Mas o avanço de categorias e marcas com perfil mais de cosmética e menos de higiene pessoal, não é impossível, até pelo exemplo do que acontece em outros segmentos neste canal, como a própria área de Alimentação e Bebidas, que começa a explorar ambientações e áreas mais específicas dentro das lojas do canal. “Quando olhamos para Alimentos e Bebidas, vemos produtos até mais sofisticados, com ambientação. Na parte de beleza, temos isso bem menos explorado. Esta é minha percepção”, diz Gabriela, apontando aí um caminho para o setor de beleza se desenvolver dentro do atacarejo. “Este canal pode oferecer produtos de beleza um pouco mais sofisticados, como um creme corporal, um shampoo mais diferenciado. A gente sabe que esse portfólio ainda não está lá, porém creio que haja esta oportunidade”, aponta.

O crescimento expressivo do atacarejo – não só pela abertura de novas lojas, mas também pelo crescimento orgânico – mostra que, de um jeito ou de outro, o canal consegue ofertar um mix em linha com o que o seu consumidor precisa hoje: custo-benefício para uma compra de abastecimento de maior volume. Mostra também que o canal tem se organizado um pouco mais, por estar mais próximo do consumidor final.

“Enfim, bem ou mal, acho que a indústria está aprendendo sim a lidar com o canal. E a categoria de beleza, como um todo, pode pegar carona no crescimento do canal e, a partir do momento em que a indústria (de perfumaria e cosméticos) trabalhar a execução neste tipo de loja, isso tende a crescer também”, completa Marco, da Nielsen.

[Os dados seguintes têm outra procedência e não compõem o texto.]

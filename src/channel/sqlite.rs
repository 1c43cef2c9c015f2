//! Persistent channel shared by processes through one SQLite file
//!
//! `entries` holds the current value of every key. `changes` is an
//! append-only journal; each open channel polls it for rows written by other
//! windows and re-broadcasts them locally, which stands in for the browser's
//! cross-window storage notification.

use anyhow::{anyhow, Context as _, Result};
use chrono::{DateTime, Utc};
use parking_lot::Mutex;
use rusqlite::{params, Connection, OptionalExtension, TransactionBehavior};
use std::path::{Path, PathBuf};
use std::sync::Arc;
use std::time::Duration;
use tokio::sync::broadcast;
use tokio::task::JoinHandle;
use tokio::time::MissedTickBehavior;
use tracing::{debug, warn};

use super::{ChannelEvent, ChannelSubscription, SharedChannel, WindowId, EVENT_CAPACITY};

/// How often the journal is checked for other windows' writes
pub const DEFAULT_POLL_INTERVAL: Duration = Duration::from_millis(50);

/// Journal rows kept when trimming. A window more than this many writes
/// behind misses the older rows but still reads the newest value of each key.
pub const JOURNAL_KEEP: usize = 512;

/// Poll ticks between journal trims
const TRIM_EVERY_TICKS: u64 = 20;

/// A row of the `entries` table
#[derive(Debug, Clone, PartialEq, Eq)]
pub struct ChannelEntry {
    pub key: String,
    pub value: String,
    pub origin: String,
    pub updated_at: DateTime<Utc>,
}

pub struct SqliteChannel {
    id: WindowId,
    path: PathBuf,
    conn: Arc<Mutex<Connection>>,
    events: broadcast::Sender<ChannelEvent>,
    poller: JoinHandle<()>,
}

impl SqliteChannel {
    /// Open (creating if needed) the channel file as a new window.
    ///
    /// Must be called from within a tokio runtime; the journal poller runs as
    /// a task on it until the channel is dropped.
    pub fn open(path: impl AsRef<Path>) -> Result<Self> {
        Self::open_with(path, WindowId::new(), DEFAULT_POLL_INTERVAL)
    }

    pub fn open_with(path: impl AsRef<Path>, id: WindowId, poll_interval: Duration) -> Result<Self> {
        let runtime = tokio::runtime::Handle::try_current()
            .map_err(|_| anyhow!("SqliteChannel must be opened inside a tokio runtime"))?;

        let path = path.as_ref().to_path_buf();
        let conn = Self::connect(&path)?;
        let last_seen = latest_revision(&conn)?;
        let conn = Arc::new(Mutex::new(conn));
        let (events, _) = broadcast::channel(EVENT_CAPACITY);

        let poller = runtime.spawn(poll_journal(
            conn.clone(),
            events.clone(),
            id,
            last_seen,
            poll_interval,
        ));

        debug!(window = %id, path = %path.display(), "sqlite channel opened");

        Ok(Self {
            id,
            path,
            conn,
            events,
            poller,
        })
    }

    /// Create the database file and schema without attaching a window
    pub fn initialize(path: impl AsRef<Path>) -> Result<()> {
        Self::connect(path.as_ref()).map(|_| ())
    }

    fn connect(path: &Path) -> Result<Connection> {
        if let Some(parent) = path.parent().filter(|p| !p.as_os_str().is_empty()) {
            std::fs::create_dir_all(parent)
                .with_context(|| format!("Failed to create directory: {}", parent.display()))?;
        }

        let conn = Connection::open(path)
            .with_context(|| format!("Failed to open channel database: {}", path.display()))?;
        conn.busy_timeout(Duration::from_secs(5))?;
        conn.pragma_update_and_check(None, "journal_mode", "WAL", |row| row.get::<_, String>(0))?;

        conn.execute(
            "CREATE TABLE IF NOT EXISTS entries (
                key TEXT PRIMARY KEY,
                value TEXT NOT NULL,
                origin TEXT NOT NULL,
                updated_at TEXT NOT NULL
            )",
            [],
        )?;

        conn.execute(
            "CREATE TABLE IF NOT EXISTS changes (
                revision INTEGER PRIMARY KEY AUTOINCREMENT,
                key TEXT NOT NULL,
                value TEXT,
                origin TEXT NOT NULL,
                changed_at TEXT NOT NULL
            )",
            [],
        )?;

        Ok(conn)
    }

    pub fn path(&self) -> &Path {
        &self.path
    }

    /// Every entry, ordered by key
    pub fn entries(&self) -> Result<Vec<ChannelEntry>> {
        let conn = self.conn.lock();
        let mut stmt =
            conn.prepare("SELECT key, value, origin, updated_at FROM entries ORDER BY key")?;
        let rows = stmt.query_map([], |row| {
            let updated_at: String = row.get(3)?;
            Ok(ChannelEntry {
                key: row.get(0)?,
                value: row.get(1)?,
                origin: row.get(2)?,
                updated_at: DateTime::parse_from_rfc3339(&updated_at)
                    .map(|t| t.with_timezone(&Utc))
                    .unwrap_or_default(),
            })
        })?;

        Ok(rows.collect::<Result<Vec<_>, _>>()?)
    }

    /// Drop all but the newest `keep` journal rows; returns rows deleted
    pub fn prune_changes(&self, keep: usize) -> Result<usize> {
        trim_journal(&self.conn.lock(), keep)
    }

    /// Number of rows currently in the journal
    pub fn journal_len(&self) -> Result<usize> {
        let conn = self.conn.lock();
        let count: i64 = conn.query_row("SELECT COUNT(*) FROM changes", [], |row| row.get(0))?;
        Ok(count as usize)
    }
}

impl Drop for SqliteChannel {
    fn drop(&mut self) {
        self.poller.abort();
    }
}

impl SharedChannel for SqliteChannel {
    fn window_id(&self) -> WindowId {
        self.id
    }

    fn get(&self, key: &str) -> Result<Option<String>> {
        let conn = self.conn.lock();
        let value = conn
            .query_row(
                "SELECT value FROM entries WHERE key = ?1",
                params![key],
                |row| row.get(0),
            )
            .optional()?;
        Ok(value)
    }

    fn set(&self, key: &str, value: &str) -> Result<()> {
        let mut conn = self.conn.lock();
        let tx = conn.transaction_with_behavior(TransactionBehavior::Immediate)?;

        let current: Option<String> = tx
            .query_row(
                "SELECT value FROM entries WHERE key = ?1",
                params![key],
                |row| row.get(0),
            )
            .optional()?;
        if current.as_deref() == Some(value) {
            return Ok(());
        }

        let now = Utc::now().to_rfc3339();
        let origin = self.id.to_string();
        tx.execute(
            "INSERT INTO entries (key, value, origin, updated_at) VALUES (?1, ?2, ?3, ?4)
             ON CONFLICT(key) DO UPDATE SET
                value = excluded.value,
                origin = excluded.origin,
                updated_at = excluded.updated_at",
            params![key, value, origin, now],
        )?;
        tx.execute(
            "INSERT INTO changes (key, value, origin, changed_at) VALUES (?1, ?2, ?3, ?4)",
            params![key, value, origin, now],
        )?;
        tx.commit()?;
        Ok(())
    }

    fn remove(&self, key: &str) -> Result<()> {
        let mut conn = self.conn.lock();
        let tx = conn.transaction_with_behavior(TransactionBehavior::Immediate)?;

        let removed = tx.execute("DELETE FROM entries WHERE key = ?1", params![key])?;
        if removed > 0 {
            tx.execute(
                "INSERT INTO changes (key, value, origin, changed_at) VALUES (?1, NULL, ?2, ?3)",
                params![key, self.id.to_string(), Utc::now().to_rfc3339()],
            )?;
        }
        tx.commit()?;
        Ok(())
    }

    fn subscribe(&self) -> ChannelSubscription {
        ChannelSubscription::new(self.id, self.events.subscribe())
    }
}

fn latest_revision(conn: &Connection) -> Result<i64> {
    let revision = conn.query_row("SELECT COALESCE(MAX(revision), 0) FROM changes", [], |row| {
        row.get(0)
    })?;
    Ok(revision)
}

fn trim_journal(conn: &Connection, keep: usize) -> Result<usize> {
    let deleted = conn.execute(
        "DELETE FROM changes WHERE revision <= (SELECT COALESCE(MAX(revision), 0) FROM changes) - ?1",
        params![keep as i64],
    )?;
    Ok(deleted)
}

fn read_changes(conn: &Mutex<Connection>, since: i64) -> Result<Vec<(i64, String, Option<String>, String)>> {
    let conn = conn.lock();
    let mut stmt = conn.prepare(
        "SELECT revision, key, value, origin FROM changes WHERE revision > ?1 ORDER BY revision",
    )?;
    let rows = stmt.query_map(params![since], |row| {
        Ok((row.get(0)?, row.get(1)?, row.get(2)?, row.get(3)?))
    })?;
    Ok(rows.collect::<Result<Vec<_>, _>>()?)
}

async fn poll_journal(
    conn: Arc<Mutex<Connection>>,
    events: broadcast::Sender<ChannelEvent>,
    id: WindowId,
    mut last_seen: i64,
    poll_interval: Duration,
) {
    let mut ticker = tokio::time::interval(poll_interval);
    ticker.set_missed_tick_behavior(MissedTickBehavior::Delay);
    let mut ticks: u64 = 0;

    loop {
        ticker.tick().await;
        ticks += 1;
        let trim = ticks % TRIM_EVERY_TICKS == 0;

        let conn = conn.clone();
        let since = last_seen;
        let read = move || {
            let rows = read_changes(&conn, since)?;
            if trim {
                let deleted = trim_journal(&conn.lock(), JOURNAL_KEEP)?;
                if deleted > 0 {
                    debug!(deleted, "trimmed channel journal");
                }
            }
            Ok::<_, anyhow::Error>(rows)
        };
        let rows = match tokio::task::spawn_blocking(read).await {
            Ok(Ok(rows)) => rows,
            Ok(Err(err)) => {
                warn!(window = %id, error = %err, "failed to read channel journal");
                continue;
            }
            Err(err) => {
                warn!(window = %id, error = %err, "channel journal task failed");
                break;
            }
        };

        for (revision, key, new_value, origin) in rows {
            last_seen = revision;
            let origin = match origin.parse::<WindowId>() {
                Ok(origin) => origin,
                Err(_) => {
                    warn!(revision, origin = %origin, "skipping journal row with bad origin");
                    continue;
                }
            };
            if origin == id {
                continue;
            }
            let _ = events.send(ChannelEvent {
                key,
                new_value,
                origin,
            });
        }
    }
}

Hoje, pode até ser difícil imaginar ilhas dedicadas, ou algum material de merchandising de marcas de beleza em categorias cosméticas, como cuidados com a pele, ou mesmo, de tratamento capilar. Mas, quando lembramos que até pouco tempo atrás, quando o e-commerce ainda engatinhava, era comum o prognóstico que as pessoas não comprariam perfumes e maquiagens pela internet, no máximo usariam esse novo canal para fazer compras de reposição, dá para acreditar que a beleza pode sim criar um cantinho bonito e eficaz dentro do Cash & Carry.